Allowing both my kids to let a project or a subject become the focus for an entire day has given them a depth of knowledge and an awareness of their abilities that may not have otherwise been cultivated in a different setting. My daughter may want to spend all of the next day working on math while my son delves into every subject.
We’ve had to change our approach countless times over the years. The most significant changes have been in who schools the children due to job opportunities for me and my husband. For the first three years, I was the teacher then my husband was laid off and he was the teacher for three years. This year our lives have changed once more and I’m the teacher again.
We have two major family goals we want to accomplish this year that will be incorporated in school. First, we have adopted two border collie puppies and are learning how to train them in the art of herding and agility. Second, we are going to build a chicken coop and adopt three chickens. How fun will it be having the dogs round up the chickens and lead them to their shack?
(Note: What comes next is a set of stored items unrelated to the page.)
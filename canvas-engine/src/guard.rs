//! Component D — Admission Guard.
//!
//! Checks a submitted paint against five rules in a fixed, short-circuiting
//! order: bot token, geofence mask, radius, speed clamp, cooldown. Cooldown
//! and last-position tables are `DashMap`s keyed directly by client
//! identity — see DESIGN.md for why this replaces the teacher's
//! fixed-capacity bitset + timing wheel rather than reusing it verbatim.

use std::net::IpAddr;
use std::sync::Arc;

use dashmap::DashMap;

use crate::codec::{MAX_COLOR, MAX_OFFSET};
use crate::error::{PaintError, RejectReason};
use crate::mask::GeofenceMask;
use crate::projection;
use crate::time::Clock;
use crate::token::TokenVerifier;

/// Opaque client identity: a network address, optionally a trusted
/// forwarded-for value. The Guard never invents identities of its own.
pub type ClientId = String;

/// A paint attempt as it arrives at the Guard, already structurally
/// parsed (JSON decoding happens at the transport boundary).
#[derive(Debug, Clone, Copy)]
pub struct PaintRequest {
    pub lat: f64,
    pub lon: f64,
    pub cx: i64,
    pub cy: i64,
    pub o: u32,
    pub color: u8,
}

/// Tunables for the five admission rules, all independently configurable.
#[derive(Debug, Clone)]
pub struct GuardConfig {
    pub enable_token_check: bool,
    pub cooldown_secs: i64,
    pub geofence_radius_m: f64,
    pub speed_max_m_per_s: f64,
}

impl GuardConfig {
    pub fn from_km_per_hour(speed_max_kmh: f64, cooldown_secs: i64, geofence_radius_m: f64, enable_token_check: bool) -> Self {
        Self {
            enable_token_check,
            cooldown_secs,
            geofence_radius_m,
            speed_max_m_per_s: speed_max_kmh * 1000.0 / 3600.0,
        }
    }
}

struct PositionEntry {
    lat: f64,
    lon: f64,
    t: i64,
}

/// The ordered rule chain guarding every paint before it reaches the
/// Chunk Store.
pub struct AdmissionGuard {
    config: GuardConfig,
    verifier: Arc<dyn TokenVerifier>,
    mask: Arc<dyn GeofenceMask>,
    cooldown: DashMap<ClientId, i64>,
    position: DashMap<ClientId, PositionEntry>,
    clock: Clock,
}

impl AdmissionGuard {
    pub fn new(config: GuardConfig, verifier: Arc<dyn TokenVerifier>, mask: Arc<dyn GeofenceMask>) -> Self {
        Self {
            config,
            verifier,
            mask,
            cooldown: DashMap::new(),
            position: DashMap::new(),
            clock: Clock::system(),
        }
    }

    pub fn with_clock(mut self, clock: Clock) -> Self {
        self.clock = clock;
        self
    }

    /// Runs the full `CHECK_TOKEN -> CHECK_GEOFENCE -> CHECK_RADIUS ->
    /// CHECK_SPEED -> CHECK_COOLDOWN -> ADMIT` chain. On success, records
    /// the cooldown and position entries for `client_id`; on rejection,
    /// neither table is touched.
    pub async fn admit(
        &self,
        req: &PaintRequest,
        client_id: &ClientId,
        client_ip: IpAddr,
        token: Option<&str>,
    ) -> Result<(), PaintError> {
        if let Err(err) = self.run_checks(req, client_id, client_ip, token).await {
            tracing::debug!(%client_id, error = %err, "paint rejected");
            return Err(err);
        }

        let now = self.clock.now_unix_secs();
        self.cooldown.insert(client_id.clone(), now + self.config.cooldown_secs);
        self.position.insert(
            client_id.clone(),
            PositionEntry {
                lat: req.lat,
                lon: req.lon,
                t: now,
            },
        );
        Ok(())
    }

    async fn run_checks(
        &self,
        req: &PaintRequest,
        client_id: &ClientId,
        client_ip: IpAddr,
        token: Option<&str>,
    ) -> Result<(), PaintError> {
        self.check_structure(req)?;
        self.check_token(token, client_ip).await?;
        self.check_geofence(req)?;
        self.check_radius(req)?;
        self.check_speed(req, client_id)?;
        self.check_cooldown(client_id)?;
        Ok(())
    }

    fn check_structure(&self, req: &PaintRequest) -> Result<(), PaintError> {
        if req.o > MAX_OFFSET {
            return Err(PaintError::BadInput("offset out of range"));
        }
        if req.color > MAX_COLOR {
            return Err(PaintError::BadInput("color out of range"));
        }
        if !req.lat.is_finite() || !req.lon.is_finite() {
            return Err(PaintError::BadInput("non-finite coordinate"));
        }
        Ok(())
    }

    async fn check_token(&self, token: Option<&str>, client_ip: IpAddr) -> Result<(), PaintError> {
        if !self.config.enable_token_check {
            return Ok(());
        }
        let token = token.ok_or(PaintError::Unauthorized)?;
        let outcome = self.verifier.verify(token, client_ip).await;
        if outcome.success {
            Ok(())
        } else {
            Err(PaintError::Unauthorized)
        }
    }

    fn check_geofence(&self, req: &PaintRequest) -> Result<(), PaintError> {
        let (x, y) = projection::lat_lon_to_tile(req.lat, req.lon);
        if self.mask.is_allowed(x, y) {
            Ok(())
        } else {
            Err(PaintError::Forbidden(RejectReason::Geofence))
        }
    }

    fn check_radius(&self, req: &PaintRequest) -> Result<(), PaintError> {
        let (tx, ty) = projection::tile_for_chunk_offset(req.cx, req.cy, req.o);
        let (tlat, tlon) = projection::tile_center_lat_lon(tx, ty);
        let distance = projection::haversine(req.lat, req.lon, tlat, tlon);
        if distance > self.config.geofence_radius_m {
            Err(PaintError::Forbidden(RejectReason::Radius))
        } else {
            Ok(())
        }
    }

    fn check_speed(&self, req: &PaintRequest, client_id: &ClientId) -> Result<(), PaintError> {
        let Some(prev) = self.position.get(client_id) else {
            return Ok(());
        };
        let now = self.clock.now_unix_secs();
        if now <= prev.t {
            // Time monotonicity violation: treat the ratio as 0 (accept).
            return Ok(());
        }
        let dt = (now - prev.t) as f64;
        let distance = projection::haversine(prev.lat, prev.lon, req.lat, req.lon);
        let speed = distance / dt;
        if speed > self.config.speed_max_m_per_s {
            Err(PaintError::Forbidden(RejectReason::Speed))
        } else {
            Ok(())
        }
    }

    fn check_cooldown(&self, client_id: &ClientId) -> Result<(), PaintError> {
        let now = self.clock.now_unix_secs();
        if let Some(expiry) = self.cooldown.get(client_id) {
            if now < *expiry {
                return Err(PaintError::TooMany);
            }
        }
        Ok(())
    }
}

#[cfg(test)]
mod tests {
    use super::*;
    use crate::mask::BoundingBoxMask;
    use crate::token::{AlwaysAllowVerifier, AlwaysDenyVerifier};

    fn boston_guard(clock: Clock) -> AdmissionGuard {
        let mask = Arc::new(BoundingBoxMask {
            min_x: i64::MIN / 2,
            min_y: i64::MIN / 2,
            max_x: i64::MAX / 2,
            max_y: i64::MAX / 2,
        });
        let config = GuardConfig::from_km_per_hour(150.0, 5, 300.0, false);
        AdmissionGuard::new(config, Arc::new(AlwaysAllowVerifier), mask).with_clock(clock)
    }

    fn boston_paint() -> PaintRequest {
        let lat = 42.3551;
        let lon = -71.0657;
        let (x, y) = projection::lat_lon_to_tile(lat, lon);
        let (cx, cy) = projection::chunk_of(x, y);
        let o = projection::offset_of(x, y);
        PaintRequest {
            lat,
            lon,
            cx,
            cy,
            o,
            color: 5,
        }
    }

    #[tokio::test]
    async fn valid_paint_is_admitted() {
        let guard = boston_guard(Clock::fixed(1_000));
        let req = boston_paint();
        let result = guard.admit(&req, &"1.2.3.4".to_string(), "1.2.3.4".parse().unwrap(), None).await;
        assert!(result.is_ok());
    }

    #[tokio::test]
    async fn second_paint_within_cooldown_is_rejected() {
        let clock = Clock::fixed(1_000);
        let guard = boston_guard(clock.clone());
        let req = boston_paint();
        let client = "1.2.3.4".to_string();
        let ip = "1.2.3.4".parse().unwrap();

        assert!(guard.admit(&req, &client, ip, None).await.is_ok());
        let second = guard.admit(&req, &client, ip, None).await;
        assert_eq!(second, Err(PaintError::TooMany));
    }

    #[tokio::test]
    async fn paint_after_cooldown_window_is_admitted() {
        let clock = Clock::fixed(1_000);
        let guard = boston_guard(clock.clone());
        let req = boston_paint();
        let client = "1.2.3.4".to_string();
        let ip = "1.2.3.4".parse().unwrap();

        assert!(guard.admit(&req, &client, ip, None).await.is_ok());
        clock.advance(6);
        assert!(guard.admit(&req, &client, ip, None).await.is_ok());
    }

    #[tokio::test]
    async fn geofence_miss_rejects_with_reason_and_no_cooldown() {
        let mask = Arc::new(BoundingBoxMask {
            min_x: 0,
            min_y: 0,
            max_x: 0,
            max_y: 0,
        });
        let config = GuardConfig::from_km_per_hour(150.0, 5, 300.0, false);
        let guard = AdmissionGuard::new(config, Arc::new(AlwaysAllowVerifier), mask).with_clock(Clock::fixed(1_000));

        // New York, well outside a Boston-sized mask window.
        let req = PaintRequest {
            lat: 40.7128,
            lon: -74.0060,
            cx: 0,
            cy: 0,
            o: 0,
            color: 1,
        };
        let client = "5.6.7.8".to_string();
        let ip = "5.6.7.8".parse().unwrap();
        let result = guard.admit(&req, &client, ip, None).await;
        assert_eq!(result, Err(PaintError::Forbidden(RejectReason::Geofence)));

        // Rejected paint must not start a cooldown.
        assert!(guard.cooldown.get(&client).is_none());
    }

    #[tokio::test]
    async fn radius_check_rejects_mismatched_chunk_offset() {
        let guard = boston_guard(Clock::fixed(1_000));
        let mut req = boston_paint();
        // Claim a chunk far away from the submitted lat/lon.
        req.cx += 10_000;
        let result = guard.admit(&req, &"9.9.9.9".to_string(), "9.9.9.9".parse().unwrap(), None).await;
        assert_eq!(result, Err(PaintError::Forbidden(RejectReason::Radius)));
    }

    #[tokio::test]
    async fn speed_clamp_rejects_teleport_but_keeps_first_position() {
        let clock = Clock::fixed(1_000);
        let guard = boston_guard(clock.clone());
        let client = "3.3.3.3".to_string();
        let ip = "3.3.3.3".parse().unwrap();

        let first = boston_paint();
        assert!(guard.admit(&first, &client, ip, None).await.is_ok());
        clock.advance(6); // clear cooldown

        // Teleport roughly 100km away within 1 second of travel budget.
        let (x, y) = projection::lat_lon_to_tile(43.3, -71.0657);
        let (cx, cy) = projection::chunk_of(x, y);
        let o = projection::offset_of(x, y);
        let far = PaintRequest {
            lat: 43.3,
            lon: -71.0657,
            cx,
            cy,
            o,
            color: 1,
        };
        clock.advance(1);
        let result = guard.admit(&far, &client, ip, None).await;
        assert_eq!(result, Err(PaintError::Forbidden(RejectReason::Speed)));

        // A rejected paint must not move recorded position.
        let stored = guard.position.get(&client).unwrap();
        assert_eq!(stored.lat, first.lat);
    }

    #[tokio::test]
    async fn token_check_rejects_when_enabled_and_denied() {
        let mask = Arc::new(BoundingBoxMask {
            min_x: i64::MIN / 2,
            min_y: i64::MIN / 2,
            max_x: i64::MAX / 2,
            max_y: i64::MAX / 2,
        });
        let config = GuardConfig::from_km_per_hour(150.0, 5, 300.0, true);
        let guard = AdmissionGuard::new(config, Arc::new(AlwaysDenyVerifier), mask).with_clock(Clock::fixed(1_000));
        let req = boston_paint();
        let result = guard
            .admit(&req, &"4.4.4.4".to_string(), "4.4.4.4".parse().unwrap(), Some("tok"))
            .await;
        assert_eq!(result, Err(PaintError::Unauthorized));
    }

    #[tokio::test]
    async fn out_of_range_offset_is_bad_input() {
        let guard = boston_guard(Clock::fixed(1_000));
        let mut req = boston_paint();
        req.o = 70_000;
        let result = guard.admit(&req, &"2.2.2.2".to_string(), "2.2.2.2".parse().unwrap(), None).await;
        assert!(matches!(result, Err(PaintError::BadInput(_))));
    }
}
Can we ever truly know if we’ve made the right decision? I have several friends who have homeschooled then moved their children to public school. Another friend who would love to homeschool but there is no education consensus with her ex-husband so she is unable to pursue it. Two other friends homeschool some of their children and one child attending public school. Yet another friend just switched to homeschooling at grade six.
The commonality is within these families is that they know there are many education options available, and they continue to question whether they have made the right decisions. On the other hand I know many families for whom there was never a question of education, their children attend public school and there was no second guessing. Collectively, all of these families are choosing what is best for them.
My homeschooling and parental paths look more like a rocky, wavy, and meandering line than a perfectly straight line. My great epiphany is that I’ve signed on for uncertainty with the hope that I find joy in trying to do my best.